In this venture, Karzai is the United States’ favorite stooge – externally suave, internally pliable and with a façade of majority public support due to his vote share in the last two presidential elections. In the recently concluded London conference, he came up with the not-so-novel idea of bribing the middle and low-level cadres of the Taliban militia. He also proposed convening a “loya jirga,” or grand council, in order to resolve the eight-year-old war through discussion and persuasion.
On the face of it, the plan appears fine. It has been implemented to a successful degree in Saudi Arabia. Indian policymakers also regularly use it in Kashmir. And where finance is one of the driving forces of the insurgency, using money to wean away the peripheral Taliban cadres is a welcome idea. But even if the program turns out to be a success, one needs to look at the various possibilities of its aftermath.
Can the loyalty of Taliban members really be bought? Would ideology not play a role? Would Karzai’s lack of credibility not stand in the way of wooing the Taliban? How will the Taliban be re-integrated into Afghan society? Many of them might be injected into the Afghan National Army. If that happens, it could prepare the ground for more hardcore Taliban to usurp authority once the U.S.-NATO forces depart.
In these circumstances, Obama is desperately seeking a solution to this Afghan tangle. The United States was in Vietnam for 15 years; its occupation of Afghanistan is just short of a decade, and the country has grown restless. The human casualties and the economic downturn have started to take a heavy toll on the U.S. psyche. Furthermore, the historical follies of the Soviets and the British are repeatedly cautioning them.
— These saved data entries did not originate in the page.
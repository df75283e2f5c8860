use axum::extract::State;
use axum::Json;
use serde_json::Value as JsonValue;

use crate::AppState;

/// Probe each geolocation provider's base endpoint.
pub async fn test_api(State(state): State<AppState>) -> Json<JsonValue> {
    let results = state.resolver.probe().await;
    Json(serde_json::json!({
        "status": "success",
        "results": results,
    }))
}
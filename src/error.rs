use axum::http::StatusCode;
use axum::response::{IntoResponse, Response};
use axum::Json;

use crate::store::StoreError;

#[derive(Debug, thiserror::Error)]
pub enum AppError {
    #[error("{0}")]
    BadRequest(String),

    #[error("Store error: {0}")]
    Store(#[from] StoreError),

    #[error("Template error: {0}")]
    Template(#[from] tera::Error),
}

impl IntoResponse for AppError {
    fn into_response(self) -> Response {
        let (status, message) = match &self {
            Self::BadRequest(_) => (StatusCode::BAD_REQUEST, self.to_string()),
            Self::Store(e) => {
                tracing::error!("Store error: {e}");
                (
                    StatusCode::INTERNAL_SERVER_ERROR,
                    "Database operation failed".to_string(),
                )
            }
            Self::Template(e) => {
                tracing::error!("Template error: {e}");
                (
                    StatusCode::INTERNAL_SERVER_ERROR,
                    "Internal server error".to_string(),
                )
            }
        };

        let body = serde_json::json!({
            "status": "error",
            "message": message,
        });
        (status, Json(body)).into_response()
    }
}
use axum::extract::{FromRequest, Request, State};
use axum::Json;
use serde_json::Value as JsonValue;

use crate::error::AppError;
use crate::store::SaveOutcome;
use crate::AppState;

const IP_REQUIRED: &str = "IP address is required";

/// Body of `POST /save-ip`.
///
/// Any body without a string `ip` (wrong content type, invalid JSON, `null`,
/// non-object, non-string `ip`) is rejected with the same 400 payload.
#[derive(Debug)]
pub struct SaveIpRequest {
    pub ip: String,
}

impl<S: Send + Sync> FromRequest<S> for SaveIpRequest {
    type Rejection = AppError;

    async fn from_request(req: Request, state: &S) -> Result<Self, Self::Rejection> {
        let Json(body) = Json::<JsonValue>::from_request(req, state)
            .await
            .map_err(|e| {
                tracing::debug!("Rejected save-ip body: {e}");
                AppError::BadRequest(IP_REQUIRED.to_string())
            })?;

        body.get("ip")
            .and_then(JsonValue::as_str)
            .map(str::trim)
            .filter(|s| !s.is_empty())
            .map(|ip| Self { ip: ip.to_string() })
            .ok_or_else(|| AppError::BadRequest(IP_REQUIRED.to_string()))
    }
}

pub async fn save_ip(
    State(state): State<AppState>,
    req: SaveIpRequest,
) -> Result<Json<JsonValue>, AppError> {
    let ip = req.ip.as_str();

    let geo = state.resolver.resolve(Some(ip)).await;
    let outcome = state.store.save(ip, &geo).await?;

    let verb = match outcome {
        SaveOutcome::Inserted(_) => "saved",
        SaveOutcome::Updated(_) => "updated",
    };
    tracing::info!("IP {ip} {verb} (record {})", outcome.record().id);

    Ok(Json(serde_json::json!({
        "status": "success",
        "message": format!("IP {ip} {verb} successfully"),
    })))
}

/// Every stored record, most recently written first.
pub async fn view_ips(State(state): State<AppState>) -> Result<Json<JsonValue>, AppError> {
    let ips = state.store.list_all().await?;
    Ok(Json(serde_json::json!({
        "status": "success",
        "count": ips.len(),
        "ips": ips,
    })))
}
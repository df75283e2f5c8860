use sqlx::postgres::PgPoolOptions;
use sqlx::PgPool;

pub async fn create_pool(database_url: &str) -> Result<PgPool, sqlx::Error> {
    PgPoolOptions::new()
        .max_connections(10)
        .connect(database_url)
        .await
}

pub async fn run_migrations(pool: &PgPool) -> Result<(), sqlx::Error> {
    let migration_001 = include_str!("../migrations/001_ip_records.sql");
    sqlx::raw_sql(migration_001).execute(pool).await?;

    Ok(())
}
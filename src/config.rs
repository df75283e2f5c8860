use std::env;

use crate::fetch::DEFAULT_USER_AGENT;

#[derive(Clone, Debug)]
pub struct AppConfig {
    pub database_url: String,
    pub host: String,
    pub port: u16,
    pub geo_timeout_secs: u64,
    pub geo_user_agent: String,
}

impl AppConfig {
    pub fn from_env() -> Result<Self, env::VarError> {
        Self::from_vars(|key| env::var(key))
    }

    /// Build the config from any variable source; `from_env` passes the process environment.
    pub fn from_vars<F>(var: F) -> Result<Self, env::VarError>
    where
        F: Fn(&str) -> Result<String, env::VarError>,
    {
        let database_url = match var("DATABASE_URL").ok().filter(|s| !s.is_empty()) {
            Some(url) => url,
            None => database_url_from_parts(
                &var("DB_USER")?,
                &var("DB_PASSWORD")?,
                &var("DB_HOST").unwrap_or_else(|_| "localhost".to_string()),
                &var("DB_PORT").unwrap_or_else(|_| "5432".to_string()),
                &var("DB_NAME")?,
            ),
        };

        Ok(Self {
            database_url,
            host: var("HOST").unwrap_or_else(|_| "0.0.0.0".to_string()),
            port: var("PORT")
                .unwrap_or_else(|_| "5000".to_string())
                .parse()
                .unwrap_or(5000),
            geo_timeout_secs: var("GEO_TIMEOUT_SECS")
                .unwrap_or_else(|_| "10".to_string())
                .parse()
                .unwrap_or(10),
            geo_user_agent: var("GEO_USER_AGENT")
                .ok()
                .filter(|s| !s.is_empty())
                .unwrap_or_else(|| DEFAULT_USER_AGENT.to_string()),
        })
    }
}

/// Assemble a Postgres URL, percent-encoding the password.
pub fn database_url_from_parts(
    user: &str,
    password: &str,
    host: &str,
    port: &str,
    name: &str,
) -> String {
    let password = urlencoding::encode(password);
    format!("postgresql://{user}:{password}@{host}:{port}/{name}")
}
use num_bigint::BigUint;
use num_traits::Num;

use crate::error::AmmError;

/// Declares how an incoming big-integer string is encoded.
///
/// The flag always comes from the caller. A `0x` prefix on its own is never
/// trusted to disambiguate, because providers emit both prefixed and bare
/// hex strings.
#[derive(Debug, Clone, Copy, PartialEq, Eq)]
pub enum IntegerEncoding {
    Decimal,
    Hex,
}

/// Parse an opaque big-integer string under an explicit encoding flag.
pub fn parse_big_integer(raw: &str, encoding: IntegerEncoding) -> Result<BigUint, AmmError> {
    let trimmed = raw.trim();
    match encoding {
        IntegerEncoding::Decimal => {
            if trimmed.is_empty() || !trimmed.bytes().all(|b| b.is_ascii_digit()) {
                return Err(AmmError::InvalidFormat(format!(
                    "not a decimal integer: {raw}"
                )));
            }
            BigUint::from_str_radix(trimmed, 10)
                .map_err(|_| AmmError::InvalidFormat(format!("not a decimal integer: {raw}")))
        }
        IntegerEncoding::Hex => {
            let digits = trimmed
                .strip_prefix("0x")
                .or_else(|| trimmed.strip_prefix("0X"))
                .unwrap_or(trimmed);
            if digits.is_empty() || !digits.bytes().all(|b| b.is_ascii_hexdigit()) {
                return Err(AmmError::InvalidFormat(format!("not a hex integer: {raw}")));
            }
            BigUint::from_str_radix(digits, 16)
                .map_err(|_| AmmError::InvalidFormat(format!("not a hex integer: {raw}")))
        }
    }
}

/// Whether a spender allowance is too small to move `amount`.
pub fn needs_approval(
    allowance_raw: &str,
    encoding: IntegerEncoding,
    amount: &BigUint,
) -> Result<bool, AmmError> {
    let allowance = parse_big_integer(allowance_raw, encoding)?;
    Ok(&allowance < amount)
}

/// Render bytes as `0x`-prefixed hexadecimal.
pub fn to_hex_prefixed(bytes: &[u8]) -> String {
    format!("0x{}", hex::encode(bytes))
}

/// One 32-byte big-endian word for an unsigned integer argument.
///
/// Values above 256 bits cannot be represented on chain and are rejected.
pub(crate) fn abi_word_uint(value: &BigUint) -> Result<[u8; 32], AmmError> {
    let bytes = value.to_bytes_be();
    if bytes.len() > 32 {
        return Err(AmmError::InvalidFormat(format!(
            "value exceeds 256 bits: {value}"
        )));
    }
    let mut word = [0u8; 32];
    word[32 - bytes.len()..].copy_from_slice(&bytes);
    Ok(word)
}

/// One 32-byte word for a left-padded 20-byte address argument.
pub(crate) fn abi_word_bytes20(address: &[u8; 20]) -> [u8; 32] {
    let mut word = [0u8; 32];
    word[12..].copy_from_slice(address);
    word
}

#[cfg(test)]
mod tests {
    use super::*;
    use assert_matches::assert_matches;

    #[test]
    fn parse_rejects_wrong_encoding() {
        assert_matches!(
            parse_big_integer("0xff", IntegerEncoding::Decimal),
            Err(AmmError::InvalidFormat(_))
        );
        assert!(parse_big_integer("ff", IntegerEncoding::Hex).is_ok());
        assert_matches!(
            parse_big_integer("", IntegerEncoding::Hex),
            Err(AmmError::InvalidFormat(_))
        );
    }

    #[test]
    fn parse_handles_both_encodings() {
        let dec = parse_big_integer("255", IntegerEncoding::Decimal).unwrap();
        let hex_bare = parse_big_integer("ff", IntegerEncoding::Hex).unwrap();
        let hex_prefixed = parse_big_integer("0xFF", IntegerEncoding::Hex).unwrap();
        assert_eq!(dec, hex_bare);
        assert_eq!(dec, hex_prefixed);
    }

    #[test]
    fn allowance_check() {
        let amount = BigUint::from(1_000u32);
        assert!(needs_approval("999", IntegerEncoding::Decimal, &amount).unwrap());
        assert!(!needs_approval("1000", IntegerEncoding::Decimal, &amount).unwrap());
    }
}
On one hand, Washington is not very keen to hold onto the land of poppies, but on the other hand, it feels it would be demeaning to leave. The United States faces a similar problem in Iraq.
Analysts may denounce the proposed “bribe and run” policy, or hate the good Taliban, bad Taliban distinction, but at the end of the day, it is the United States’ war on terror. It was never a proper global war on terror. And the country has to consider its profits and losses.
With or without the United States, Karzai or no Karzai, 2011 or 2016 – it really does not matter because the Taliban exists and will continue to exist in Afghanistan. The members of the Taliban seem to be the actual winners, at least in terms of currency. It really pays to be a Taliban.